We all enjoy planning for birthday parties, weddings and anniversaries, yet planning for our funeral,…forget it, that’s no fun. That is something in the distant future, to put on the back burner. Recently I asked the daughter of a deceased father if she had wished to consider pre-arranging her funeral wishes. She responded,” Oh, no, I won’t be do that anytime soon, that’s going to be further down the road for me.” She is 71 yrs old.
Here’s some tough love….
I am sure you have heard it said when it comes to discussing funeral arrangements, “I just don’t want to talk about it right now”, or, “All I want is just to have someone dig a hole and bury me in the backyard.” In a recent article in the May 2020 Independence Blue Cross magazine, it stated, that when we say comments like that, what we are really saying is, we don’t want to burden our loved ones or bother them with any of those details. But the reality is, if we are not prepared or we do not plan financially or otherwise, we are doing just that. When that day comes, the burden of responsibility doesn’t just go away, it will fall squarely on the shoulders of our spouse, children or next of kin. The very people you didn’t want to bother or have handle your final arrangements, will be left to deal with all aspects of not just your funeral arrangements and burial but also your final financial and family affairs and distributions without your input. Its comes sometimes as an unexpected and unfortunate burden for your family if we do not prepare now.
Let me address some common issues that hopefully will help.
There are Four common excuses for not planning ahead…..
1. “I’m too busy.” We are all busy, for sure. Something has to be important, or we have to make it a priority, in order to fit it into our schedule. To finish the last sentence of that ancient proverb quoted earlier: “The best time to plant a tree was 20 years ago…. The next best time is… NOW.” So….. it’s not too late.
2. “I can’t afford it or It cost to much” . The great thing about preplanning is, you can plan your service the way you want. It can be as little or as big as you want. Depending on what your choice of disposition, cremation or traditional burial or other amenities you want included. Your final expense cost can be as little as $1,000 for a direct cremation to $4,000 for a traditional burial service. If you preplan with one of our pre-need councilors your monthly expense could be as little as $25 to $50 per month for 3 – 5 years. Yes, it is a monthly expense. But the nice thing about pre-planning is when its paid off, its done. Its not like life insurance and you pay for the rest of your life. When your funeral expense is paid, your prices are locked in and you don’t have to worry about it any more.

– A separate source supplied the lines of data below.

use axum::{
    extract::{Path, State},
    Json,
};
use chrono::Utc;

use crate::error::{AppError, Result};
use crate::extract::JsonOrForm;
use crate::models::{CreateExercise, ExerciseCreated};
use crate::repositories::{ExerciseRepository, UserRepository};

#[derive(Clone)]
pub struct ExercisesState {
    pub user_repo: UserRepository,
    pub exercise_repo: ExerciseRepository,
}

pub async fn create(
    State(state): State<ExercisesState>,
    Path(user_id): Path<String>,
    payload: std::result::Result<JsonOrForm<CreateExercise>, AppError>,
) -> Result<Json<ExerciseCreated>> {
    // The owner is resolved before the body is judged, so an unknown user is
    // always a 404.
    let user = state
        .user_repo
        .find_by_id(&user_id)
        .await?
        .ok_or_else(|| AppError::NotFound("User not found".to_string()))?;
    let JsonOrForm(form) = payload?;

    let date = form.date.unwrap_or_else(|| Utc::now().date_naive());
    let exercise = state
        .exercise_repo
        .create(&user.id, &form.description, form.duration, date)
        .await?;

    tracing::info!(user_id = %user.id, exercise_id = %exercise.id, "Logged exercise");
    Ok(Json(ExerciseCreated::new(user, exercise)))
}
use axum::{
    http::StatusCode,
    response::{IntoResponse, Response},
    Json,
};
use serde_json::json;
use thiserror::Error;

use crate::models::LogFilterError;

#[derive(Error, Debug)]
pub enum AppError {
    #[error("Database error: {0}")]
    Database(#[from] rusqlite::Error),

    #[error("Pool error: {0}")]
    Pool(#[from] r2d2::Error),

    #[error("Not found: {0}")]
    NotFound(String),

    #[error(transparent)]
    InvalidFilter(#[from] LogFilterError),

    /// Rejected request body. Rendered as `{"error": ...}`.
    #[error("Validation error: {0}")]
    Validation(String),

    #[error("Internal error: {0}")]
    Internal(String),
}

impl IntoResponse for AppError {
    fn into_response(self) -> Response {
        match self {
            AppError::Database(e) => {
                tracing::error!("Database error: {:?}", e);
                (StatusCode::INTERNAL_SERVER_ERROR, "Database error").into_response()
            }
            AppError::Pool(e) => {
                tracing::error!("Pool error: {:?}", e);
                (StatusCode::INTERNAL_SERVER_ERROR, "Database error").into_response()
            }
            AppError::NotFound(msg) => (StatusCode::NOT_FOUND, msg).into_response(),
            AppError::InvalidFilter(e) => (StatusCode::BAD_REQUEST, e.to_string()).into_response(),
            AppError::Validation(msg) => {
                (StatusCode::BAD_REQUEST, Json(json!({ "error": msg }))).into_response()
            }
            AppError::Internal(msg) => {
                tracing::error!("Internal error: {}", msg);
                (StatusCode::INTERNAL_SERVER_ERROR, "Internal error").into_response()
            }
        }
    }
}

pub type Result<T> = std::result::Result<T, AppError>;
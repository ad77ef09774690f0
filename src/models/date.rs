use chrono::{DateTime, NaiveDate, NaiveDateTime, Utc};

/// Calendar rendering used in every response, e.g. `Mon Jan 01 2024`.
pub const CALENDAR_FORMAT: &str = "%a %b %d %Y";

pub fn format_calendar_date(date: NaiveDate) -> String {
    date.format(CALENDAR_FORMAT).to_string()
}

/// Parse a calendar date from any of the accepted input shapes:
///
/// - `2024-01-01`
/// - `Mon Jan 01 2024`, so dates from responses can be sent back as-is
/// - `2024-01-01T10:00:00`, a timestamp without offset (fractional seconds allowed)
/// - an RFC 3339 timestamp, normalized to UTC before the date is taken
pub fn parse_date(input: &str) -> Option<NaiveDate> {
    let input = input.trim();
    NaiveDate::parse_from_str(input, "%Y-%m-%d")
        .or_else(|_| NaiveDate::parse_from_str(input, CALENDAR_FORMAT))
        .ok()
        .or_else(|| {
            NaiveDateTime::parse_from_str(input, "%Y-%m-%dT%H:%M:%S%.f")
                .ok()
                .map(|dt| dt.date())
        })
        .or_else(|| {
            DateTime::parse_from_rfc3339(input)
                .ok()
                .map(|dt| dt.with_timezone(&Utc).date_naive())
        })
}
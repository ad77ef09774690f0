use chrono::Utc;
use rusqlite::OptionalExtension;
use uuid::Uuid;

use crate::db::DbPool;
use crate::error::{AppError, Result};
use crate::models::{FromSqliteRow, User};

#[derive(Clone)]
pub struct UserRepository {
    pool: DbPool,
}

impl UserRepository {
    pub fn new(pool: DbPool) -> Self {
        Self { pool }
    }

    pub async fn find_by_id(&self, id: &str) -> Result<Option<User>> {
        let pool = self.pool.clone();
        let id = id.to_string();
        tokio::task::spawn_blocking(move || {
            let conn = pool.get()?;
            let mut stmt = conn.prepare("SELECT * FROM users WHERE id = ?")?;
            let result = stmt.query_row([&id], User::from_row).optional()?;
            Ok(result)
        })
        .await
        .map_err(|e| AppError::Internal(e.to_string()))?
    }

    /// All users in the order they were created.
    pub async fn find_all(&self) -> Result<Vec<User>> {
        let pool = self.pool.clone();
        tokio::task::spawn_blocking(move || {
            let conn = pool.get()?;
            let mut stmt = conn.prepare("SELECT * FROM users ORDER BY created_at, rowid")?;
            let users = stmt
                .query_map([], User::from_row)?
                .collect::<rusqlite::Result<Vec<_>>>()?;
            Ok(users)
        })
        .await
        .map_err(|e| AppError::Internal(e.to_string()))?
    }

    pub async fn create(&self, username: &str) -> Result<User> {
        let user = User {
            id: Uuid::new_v4().to_string(),
            username: username.to_string(),
            created_at: Utc::now(),
        };
        let user_clone = user.clone();

        let pool = self.pool.clone();
        tokio::task::spawn_blocking(move || -> Result<()> {
            let conn = pool.get()?;
            conn.execute(
                "INSERT INTO users (id, username, created_at) VALUES (?, ?, ?)",
                rusqlite::params![user_clone.id, user_clone.username, user_clone.created_at],
            )?;
            Ok(())
        })
        .await
        .map_err(|e| AppError::Internal(e.to_string()))??;

        Ok(user)
    }
}
//! Embedded database migrations
//!
//! SQL files under `migrations/` are compiled into the binary so the server
//! does not depend on its working directory to create the schema.

use crate::db::DbPool;

/// All migrations in order, each as (filename, sql_content)
pub const MIGRATIONS: &[(&str, &str)] = &[
    (
        "001_create_users.sql",
        include_str!("../migrations/001_create_users.sql"),
    ),
    (
        "002_create_exercises.sql",
        include_str!("../migrations/002_create_exercises.sql"),
    ),
];

/// Apply every migration not yet recorded in the `_migrations` table.
pub fn run_migrations(pool: &DbPool) -> anyhow::Result<()> {
    tracing::info!("Running migrations...");

    let conn = pool.get()?;

    conn.execute(
        "CREATE TABLE IF NOT EXISTS _migrations (
            name TEXT PRIMARY KEY,
            applied_at TEXT NOT NULL DEFAULT CURRENT_TIMESTAMP
        )",
        [],
    )?;

    for (filename, sql) in MIGRATIONS {
        let already_applied: bool = conn.query_row(
            "SELECT COUNT(*) > 0 FROM _migrations WHERE name = ?",
            [filename],
            |row| row.get(0),
        )?;

        if already_applied {
            tracing::debug!("Skipping already applied migration: {}", filename);
            continue;
        }

        tracing::info!("Running migration: {}", filename);

        conn.execute_batch(sql)?;
        conn.execute("INSERT INTO _migrations (name) VALUES (?)", [filename])?;
    }

    tracing::info!("Migrations completed");
    Ok(())
}
use axum::{
    extract::{Path, Query, State},
    Json,
};

use crate::error::{AppError, Result};
use crate::extract::JsonOrForm;
use crate::models::{CreateUser, ExerciseLog, LogQuery, User};
use crate::repositories::{ExerciseRepository, UserRepository};

#[derive(Clone)]
pub struct UsersState {
    pub user_repo: UserRepository,
    pub exercise_repo: ExerciseRepository,
}

pub async fn list(State(state): State<UsersState>) -> Result<Json<Vec<User>>> {
    let users = state.user_repo.find_all().await?;
    Ok(Json(users))
}

pub async fn create(
    State(state): State<UsersState>,
    JsonOrForm(payload): JsonOrForm<CreateUser>,
) -> Result<Json<User>> {
    // Mirrors the NOT NULL column; the value itself is stored untouched
    let username = payload
        .username
        .ok_or_else(|| AppError::Validation("username is required".to_string()))?;

    // Store rejections are reported to the client as-is on this route
    let user = state
        .user_repo
        .create(&username)
        .await
        .map_err(|e| match e {
            AppError::Database(e) => AppError::Validation(e.to_string()),
            other => other,
        })?;

    tracing::info!(user_id = %user.id, username = %user.username, "Created user");
    Ok(Json(user))
}

pub async fn logs(
    State(state): State<UsersState>,
    Path(id): Path<String>,
    Query(query): Query<LogQuery>,
) -> Result<Json<ExerciseLog>> {
    let user = state
        .user_repo
        .find_by_id(&id)
        .await?
        .ok_or_else(|| AppError::NotFound("User not found".to_string()))?;

    let filter = query.into_filter()?;
    let exercises = state.exercise_repo.find_log(&user.id, &filter).await?;

    Ok(Json(ExerciseLog::new(user, exercises)))
}
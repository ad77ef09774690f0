use axum::{
    extract::{FromRequest, Request},
    http::header::CONTENT_TYPE,
    Form, Json,
};
use serde::de::DeserializeOwned;

use crate::error::AppError;

/// Request body accepted either as JSON or as an urlencoded form.
///
/// The landing page posts plain HTML forms while API clients usually send
/// JSON, so both decode into the same payload type. Any rejection is turned
/// into [`AppError::Validation`].
#[derive(Debug)]
pub struct JsonOrForm<T>(pub T);

impl<T, S> FromRequest<S> for JsonOrForm<T>
where
    T: DeserializeOwned,
    S: Send + Sync,
{
    type Rejection = AppError;

    async fn from_request(req: Request, state: &S) -> Result<Self, Self::Rejection> {
        let is_json = req
            .headers()
            .get(CONTENT_TYPE)
            .and_then(|value| value.to_str().ok())
            .map(|content_type| content_type.starts_with("application/json"))
            .unwrap_or(false);

        if is_json {
            let Json(payload) = Json::<T>::from_request(req, state)
                .await
                .map_err(|rejection| AppError::Validation(rejection.body_text()))?;
            Ok(Self(payload))
        } else {
            let Form(payload) = Form::<T>::from_request(req, state)
                .await
                .map_err(|rejection| AppError::Validation(rejection.body_text()))?;
            Ok(Self(payload))
        }
    }
}
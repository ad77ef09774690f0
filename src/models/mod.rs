pub mod date;
pub mod exercise;
pub mod from_row;
pub mod log;
pub mod user;

pub use exercise::{CreateExercise, Exercise, ExerciseCreated};
pub use from_row::FromSqliteRow;
pub use log::{ExerciseLog, LogEntry, LogFilter, LogFilterError, LogQuery, DEFAULT_LOG_LIMIT};
pub use user::{CreateUser, User};
use chrono::{DateTime, Utc};
use rusqlite::Row;
use serde::{Deserialize, Serialize};

use super::FromSqliteRow;

#[derive(Debug, Clone, Serialize)]
pub struct User {
    pub id: String,
    pub username: String,
    #[serde(skip_serializing)]
    pub created_at: DateTime<Utc>,
}

impl FromSqliteRow for User {
    fn from_row(row: &Row) -> rusqlite::Result<Self> {
        Ok(Self {
            id: row.get("id")?,
            username: row.get("username")?,
            created_at: row.get("created_at")?,
        })
    }
}

/// Username is kept exactly as sent; only its absence is rejected.
#[derive(Debug, Deserialize)]
pub struct CreateUser {
    pub username: Option<String>,
}

#[cfg(test)]
mod tests {
    use super::*;

    #[test]
    fn test_user_serializes_public_fields_only() {
        let user = User {
            id: "abc".to_string(),
            username: "fcc_test".to_string(),
            created_at: Utc::now(),
        };

        let value = serde_json::to_value(&user).unwrap();
        assert_eq!(
            value,
            serde_json::json!({ "id": "abc", "username": "fcc_test" })
        );
    }

    #[test]
    fn test_create_user_missing_username_is_none() {
        let payload: CreateUser = serde_json::from_str("{}").unwrap();
        assert_eq!(payload.username, None);
    }

    #[test]
    fn test_create_user_keeps_whitespace() {
        let payload: CreateUser = serde_json::from_str(r#"{"username":"  bob  "}"#).unwrap();
        assert_eq!(payload.username.as_deref(), Some("  bob  "));
    }
}
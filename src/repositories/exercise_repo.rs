use chrono::{NaiveDate, Utc};
use rusqlite::types::Value;
use uuid::Uuid;

use crate::db::DbPool;
use crate::error::{AppError, Result};
use crate::models::{Exercise, FromSqliteRow, LogFilter};

#[derive(Clone)]
pub struct ExerciseRepository {
    pool: DbPool,
}

impl ExerciseRepository {
    pub fn new(pool: DbPool) -> Self {
        Self { pool }
    }

    pub async fn create(
        &self,
        user_id: &str,
        description: &str,
        duration: f64,
        date: NaiveDate,
    ) -> Result<Exercise> {
        let exercise = Exercise {
            id: Uuid::new_v4().to_string(),
            user_id: user_id.to_string(),
            description: description.to_string(),
            duration,
            date,
            created_at: Utc::now(),
        };
        let exercise_clone = exercise.clone();

        let pool = self.pool.clone();
        tokio::task::spawn_blocking(move || -> Result<()> {
            let conn = pool.get()?;
            conn.execute(
                "INSERT INTO exercises (id, user_id, description, duration, date, created_at)
                 VALUES (?, ?, ?, ?, ?, ?)",
                rusqlite::params![
                    exercise_clone.id,
                    exercise_clone.user_id,
                    exercise_clone.description,
                    exercise_clone.duration,
                    exercise_clone.date,
                    exercise_clone.created_at
                ],
            )?;
            Ok(())
        })
        .await
        .map_err(|e| AppError::Internal(e.to_string()))??;

        Ok(exercise)
    }

    /// A user's entries matching `filter`, oldest date first.
    pub async fn find_log(&self, user_id: &str, filter: &LogFilter) -> Result<Vec<Exercise>> {
        let (sql, params) = build_log_query(user_id, filter);
        tracing::debug!(%sql, "Querying exercise log");

        let pool = self.pool.clone();
        tokio::task::spawn_blocking(move || {
            let conn = pool.get()?;
            let mut stmt = conn.prepare(&sql)?;
            let exercises = stmt
                .query_map(rusqlite::params_from_iter(params), Exercise::from_row)?
                .collect::<rusqlite::Result<Vec<_>>>()?;
            Ok(exercises)
        })
        .await
        .map_err(|e| AppError::Internal(e.to_string()))?
    }
}

/// Compose the log query and its positional parameters.
///
/// Both date bounds are inclusive. Dates are stored as `YYYY-MM-DD` text, so
/// string comparison orders them chronologically.
pub fn build_log_query(user_id: &str, filter: &LogFilter) -> (String, Vec<Value>) {
    let mut sql = String::from("SELECT * FROM exercises WHERE user_id = ?");
    let mut params = vec![Value::Text(user_id.to_string())];

    if let Some(from) = filter.from {
        sql.push_str(" AND date >= ?");
        params.push(Value::Text(from.format("%Y-%m-%d").to_string()));
    }
    if let Some(to) = filter.to {
        sql.push_str(" AND date <= ?");
        params.push(Value::Text(to.format("%Y-%m-%d").to_string()));
    }

    sql.push_str(" ORDER BY date ASC, created_at ASC, rowid ASC LIMIT ?");
    params.push(Value::Integer(filter.limit));

    (sql, params)
}
use rusqlite::Row;

/// Maps a row selected with `SELECT *` onto a model, reading columns by name.
pub trait FromSqliteRow: Sized {
    fn from_row(row: &Row) -> rusqlite::Result<Self>;
}
pub mod config;
pub mod db;
pub mod error;
pub mod extract;
pub mod handlers;
pub mod migrations;
pub mod models;
pub mod repositories;
pub mod routes;
use chrono::NaiveDate;
use serde::{Deserialize, Serialize};
use thiserror::Error;

use super::date::{format_calendar_date, parse_date};
use super::exercise::serialize_duration;
use super::{Exercise, User};

/// Number of entries returned when `limit` is absent or unusable.
pub const DEFAULT_LOG_LIMIT: i64 = 500;

/// Raw `?from=&to=&limit=` parameters, kept as strings so a malformed
/// `limit` never rejects the request.
#[derive(Debug, Default, Deserialize)]
pub struct LogQuery {
    pub from: Option<String>,
    pub to: Option<String>,
    pub limit: Option<String>,
}

#[derive(Debug, Clone, PartialEq, Eq)]
pub struct LogFilter {
    pub from: Option<NaiveDate>,
    pub to: Option<NaiveDate>,
    pub limit: i64,
}

#[derive(Debug, Error, PartialEq, Eq)]
pub enum LogFilterError {
    #[error("Invalid '{field}' date: {value}")]
    InvalidDate { field: &'static str, value: String },
}

impl Default for LogFilter {
    fn default() -> Self {
        Self {
            from: None,
            to: None,
            limit: DEFAULT_LOG_LIMIT,
        }
    }
}

impl LogQuery {
    pub fn into_filter(self) -> Result<LogFilter, LogFilterError> {
        Ok(LogFilter {
            from: parse_bound("from", self.from)?,
            to: parse_bound("to", self.to)?,
            limit: parse_limit(self.limit.as_deref()),
        })
    }
}

fn parse_bound(
    field: &'static str,
    value: Option<String>,
) -> Result<Option<NaiveDate>, LogFilterError> {
    match value {
        Some(value) if value.trim().is_empty() => Ok(None),
        Some(value) => parse_date(&value)
            .map(Some)
            .ok_or(LogFilterError::InvalidDate { field, value }),
        None => Ok(None),
    }
}

/// Any finite number is accepted and truncated, so `1.5` caps at one entry
/// and `1e1` at ten. Anything that truncates below one falls back to the default.
fn parse_limit(value: Option<&str>) -> i64 {
    value
        .and_then(|s| s.trim().parse::<f64>().ok())
        .filter(|limit| limit.is_finite())
        .map(|limit| limit.trunc() as i64)
        .filter(|limit| *limit > 0)
        .unwrap_or(DEFAULT_LOG_LIMIT)
}

#[derive(Debug, Clone, Serialize)]
pub struct LogEntry {
    pub description: String,
    #[serde(serialize_with = "serialize_duration")]
    pub duration: f64,
    pub date: String,
}

impl From<Exercise> for LogEntry {
    fn from(exercise: Exercise) -> Self {
        Self {
            description: exercise.description,
            duration: exercise.duration,
            date: format_calendar_date(exercise.date),
        }
    }
}

/// A user's exercise log as returned by `GET /api/users/{id}/logs`.
#[derive(Debug, Serialize)]
pub struct ExerciseLog {
    pub id: String,
    pub username: String,
    pub count: usize,
    pub log: Vec<LogEntry>,
}

impl ExerciseLog {
    pub fn new(user: User, exercises: Vec<Exercise>) -> Self {
        let log: Vec<LogEntry> = exercises.into_iter().map(LogEntry::from).collect();
        Self {
            id: user.id,
            username: user.username,
            count: log.len(),
            log,
        }
    }
}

3. “I am afraid if I do my estate planning, it means I will die.” News flash: You will die. Whether or not you do any estate planning. Signing your will or setting up a trust will not induce that day to come any sooner. Getting your estate planning done by a professional will give you peace of mind, knowing that you’ve provided for an orderly administration and distribution of your assets when that day comes. Do something about it today. Seriously.
4. “My kids can deal with it when I’m dead; I won’t care ’cause I won’t be around.” Fair to say, you won’t be around, you won’t be around to see the mess you create. But is that any way to live your life? If you care about your family now, why would you not make the effort to make their lives easier in the future by nominating who will be in charge and providing for who gets what? The Golden Rule seems particularly apt here: “Do unto others as you would have them do unto you.”
In closing, let us all look at our passing as a chance to honor and celebrate our lives the way we would want, remember the positive contributions we shared. If we can, lets take charge and write down our final plans, financially planning and paying for our service and then sharing those plans with your family or loved ones. Preparing brings comfort. What a blessing that will be to you and a tremendous gift of peace and comfort you will leave with your family.